The rarefied morning light announces a new day that sneaks in through the window, moves through the curtain weave to warmly illuminate our intimacy. At the end of the day, the light is gone, and with it many times my energy too. Moods change. Contradictory emotions cohabit in an often tired body. The notion of time and space is confusing now. Sometimes it feels as if I am vanishing. There is, however, this infinite beauty that pulsates in the small details, which usually goes unnoticed in our daily routines. Capturing this sensation throws me into an ethereal, delicate and melancholic atmosphere. Observing the images, I am moved to this timeless place of diffuse spatiality. It seems that I am denying the existence of things in their time as an escape from reality.
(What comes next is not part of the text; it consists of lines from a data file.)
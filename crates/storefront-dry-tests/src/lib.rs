// SPDX-License-Identifier: Apache-2.0
// © James Ross Ω FLYING•ROBOTS <https://github.com/flyingrobots>
//! Shared test doubles and fixtures for storefront crates.
#![forbid(unsafe_code)]
//!
//! # Modules
//!
//! - [`config`] - In-memory settings store standing in for `localStorage`
//! - [`cookies`] - In-memory cookie store
//! - [`timers`] - Manual clock implementing [`storefront_carousel::TimerHost`]
//! - [`harness`] - Carousel driver wiring a controller to the fakes
//! - [`fixtures`] - Product catalogue and page data samples

pub mod config;
pub mod cookies;
pub mod fixtures;
pub mod harness;
pub mod timers;

// Re-export commonly used items at crate root for convenience
pub use config::InMemoryConfigStore;
pub use cookies::InMemoryCookieStore;
pub use fixtures::{sample_page_data, sample_products};
pub use harness::{CarouselHarness, RecordingView};
pub use timers::ManualTimers;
The images presented in this collection are observations from the everyday personal moments that poetically document what it means to be living through the time of the pandemic.


About the Artist

Brazilian photographer Ana Leal born in Northeast Brazil is an artist who works primarily in photography. She considers photography to be a tool for both depicting and escaping from reality and explores these possibilities through ideas surrounding memory, the passage of time, and empty spaces. She is inspired by Minimalism and the Concretism movement in Brazil, as well as Impressionist painters. Through simple images, abstractions, and photographic collages, she aims to share the beauty of simplicity by depicting natural environments and everyday life, focusing on minutiae, like the details and the sensation of these environments, capturing their fragility and fugacity. Her editing process consists of pairing down photographs to depict stillness and structure, and often exhibit her works as diptychs or triptychs printed on various media, such as paper, canvas, and aluminum. In support of a contemplative lifestyle, her hope is to offer introspective space for the viewers through the work.

Leal is a Gold Award winner on the 2020 Tokyo International Foto Awards and the 15th Julia Margaret Cameron Award Winner both in the abstract category. She also received an Honorable Mention on Prix de La Photographie Paris and on the 15th Pollux Awards as on Latin America 7. Her work has been exhibited across the United States and Brazil. She was nominated “Artist of the Future "by Contemporary Art Curator Magazine in 2020 and has been published at Envision Arts Magazine, Thought art Magazine, and Dodho Magazine.

Leal (b. 1969) currently works and lives in São Paulo, Brazil. She completed her MFA at Miami International University of Arts and Design (2018). 


From the Editor

Hello readers, thanks for reading and taking this journey with us. On a personal note, life has been a little hectic. Not overwhelming, just busy, and a bit scattered. So in an effort to add peace and calm I often turn to art to balance things out. This makes this meditative series by Ana Leal so poignant for me personally but it’s also so very topical. I reviewed Leal’s portfolio last fall for Click! Portfolio Reviews and what struck me the most was the calmness in the images, the zen if you will. Leal has mastered the art of abstraction balanced with snippets that are recognizably photographic. Her observations feel dreamy and considering the times we live in, they can also be interpreted as uneasy or melancholy. Whatever your reaction, I hope Leal’s work reminds you that some of the best photographs are taken with intuition, not planning. Thank you to Ana Leal for sharing her beautiful project with us!